Racismo sem Fronteiras, por Marcia Noczynski e Cristiane Alves

A discriminação racial e de gênero ainda atravessam o cotidiano de crianças e de adolescentes em muitos países.

Racismo sem Fronteiras

por Marcia Noczynski e Cristiane Alves

Os estereótipos racistas aprisionam e impedem que negros se comportem com espontaneidade em qualquer lugar. Temos observado como estereótipos edificam as vias que levam a assassinatos, imobilidade social, violência de Estado e perda da liberdade.

Estruturalmente a sociedade produz à ideia condições antagônicas onde ser um branco é ser indivíduo e ser negro é ser um grupo.

Um pensamento conveniente uma vez que se um branco comete um delito constitui campo pessoal. Quando um negro falha confirma a regra.

Como consequência temos os olhares que nos condenam previamente, um consciente coletivo garantido, inclusive, pelas mídias e produções culturais onde o negro é sempre o menos importante e por que não, descartável.

Como humanos nos aferimos pelo olhar dos outros todo tempo. Essa necessidade se torna adoecedora para aqueles que no crivo social são vistos sempre como o contra senso.

Surge a necessidade da adequação, de se aproximar do senso, do que é aceitável e, muitas vezes um negro busca se afastar do que lhe impingem.
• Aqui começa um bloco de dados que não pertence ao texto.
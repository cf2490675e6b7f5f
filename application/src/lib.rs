//! Application layer for ollama-toolcall
//!
//! This crate contains use cases and port definitions.
//! It depends only on the domain layer.

pub mod ports;
pub mod use_cases;

// Re-export commonly used types
pub use ports::{
    api_service::ApiService,
    llm_gateway::{ChunkStream, GatewayError, LlmGateway},
    output::{ChatOutput, NoOutput},
    tool_executor::{ToolExecutorPort, ToolHandler},
};
pub use use_cases::chat_session::{ChatSession, HELP_TEXT, SessionConfig, SessionError, SessionStep};
pub use use_cases::run_prompt::{ConversationReply, PromptError, RunPromptUseCase, ToolInvocation};
//! Command-line interface definitions

pub mod commands;
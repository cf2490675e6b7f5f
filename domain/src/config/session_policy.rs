//! Session policy value objects

use serde::{Deserialize, Serialize};

/// What happens to a tool result produced during a conversational round
#[derive(Debug, Clone, Copy, PartialEq, Eq, Serialize, Deserialize)]
#[serde(rename_all = "lowercase")]
pub enum ToolResultPolicy {
    /// Show the result to the user only (default)
    Display,
    /// Show it and append it to history so the next round can see it
    Retain,
}

impl Default for ToolResultPolicy {
    fn default() -> Self {
        Self::Display
    }
}

impl ToolResultPolicy {
    pub fn retains(&self) -> bool {
        matches!(self, ToolResultPolicy::Retain)
    }
}

/// How a prompt round talks to the model
#[derive(Debug, Clone, Copy, PartialEq, Eq, Serialize, Deserialize)]
#[serde(rename_all = "lowercase")]
pub enum ResponseMode {
    /// One-shot request; the whole response must be a call descriptor
    Direct,
    /// Streamed chat over history; the response may embed a call
    Conversational,
}

impl std::fmt::Display for ResponseMode {
    fn fmt(&self, f: &mut std::fmt::Formatter<'_>) -> std::fmt::Result {
        match self {
            ResponseMode::Direct => f.write_str("direct"),
            ResponseMode::Conversational => f.write_str("conversational"),
        }
    }
}
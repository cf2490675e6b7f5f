//! Offline API service with canned answers.

use async_trait::async_trait;
use std::sync::Mutex;
use toolcall_application::ports::api_service::ApiService;
use toolcall_domain::{Coordinates, SearchHit, ToolError, ToolErrorCode};

/// (lookup key, coordinates, display name)
const KNOWN_PLACES: &[(&str, f64, f64, &str)] = &[
    ("london", 51.5074, -0.1278, "London, Greater London, England, United Kingdom"),
    ("new york", 40.7128, -74.006, "New York, United States"),
    ("paris", 48.8566, 2.3522, "Paris, Île-de-France, France"),
    ("tokyo", 35.6762, 139.6503, "Tokyo, Japan"),
    ("sydney", -33.8688, 151.2093, "Sydney, New South Wales, Australia"),
];

/// Reverse lookups match a known place within this many degrees.
const MATCH_TOLERANCE: f64 = 0.05;

/// Deterministic [`ApiService`] that never touches the network.
///
/// Every request is appended to a call log so tests can check ordering.
pub struct MockApiService {
    temperature: f64,
    calls: Mutex<Vec<String>>,
}

impl Default for MockApiService {
    fn default() -> Self {
        Self {
            temperature: 72.0,
            calls: Mutex::new(Vec::new()),
        }
    }
}

impl MockApiService {
    pub fn new() -> Self {
        Self::default()
    }

    /// Temperature reported for every location
    pub fn with_temperature(mut self, temperature: f64) -> Self {
        self.temperature = temperature;
        self
    }

    /// Requests received so far
    pub fn calls(&self) -> Vec<String> {
        self.calls.lock().map(|c| c.clone()).unwrap_or_default()
    }

    fn record(&self, call: String) {
        if let Ok(mut calls) = self.calls.lock() {
            calls.push(call);
        }
    }
}

#[async_trait]
impl ApiService for MockApiService {
    async fn geocode(&self, city: &str) -> Result<Coordinates, ToolError> {
        self.record(format!("geocode({})", city));
        let key = city.trim().to_lowercase();
        KNOWN_PLACES
            .iter()
            .find(|(name, ..)| *name == key)
            .map(|(_, lat, lon, _)| Coordinates::new(*lat, *lon))
            .ok_or_else(|| {
                ToolError::new(ToolErrorCode::CityNotFound, format!("City not found: {}", city))
            })
    }

    async fn reverse_geocode(&self, coords: Coordinates) -> Result<String, ToolError> {
        self.record(format!(
            "reverse_geocode({}, {})",
            coords.latitude, coords.longitude
        ));
        KNOWN_PLACES
            .iter()
            .find(|(_, lat, lon, _)| {
                (lat - coords.latitude).abs() <= MATCH_TOLERANCE
                    && (lon - coords.longitude).abs() <= MATCH_TOLERANCE
            })
            .map(|(.., display)| display.to_string())
            .ok_or_else(|| {
                ToolError::new(
                    ToolErrorCode::LocationNotFound,
                    format!("No location found at {}", coords),
                )
            })
    }

    async fn current_temperature(&self, coords: Coordinates) -> Result<f64, ToolError> {
        self.record(format!(
            "current_temperature({}, {})",
            coords.latitude, coords.longitude
        ));
        Ok(self.temperature)
    }

    async fn search(&self, query: &str) -> Result<SearchHit, ToolError> {
        self.record(format!("search({})", query));
        let query = query.trim();
        if query.is_empty() {
            return Err(ToolError::new(
                ToolErrorCode::NoSearchResults,
                "No results for an empty query",
            ));
        }
        Ok(SearchHit::new(
            format!("Results for {}", query),
            format!("Offline summary for \"{}\". Run without --mock for live results.", query),
        ))
    }
}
Uma tentativa de ser “um negro diferente” ou “melhor”. O que se convencionou chamar “alma branca”.

Muitos se recusam a verem-se como negros, pois que se não são ruins, piores, ou delituosos, não o são.

Nesse contexto, crianças e adolescentes em formação de caráter e personalidade, se confrontam com essa estrutura opressora, onde a pele que habitam se torna um lócus de tortura.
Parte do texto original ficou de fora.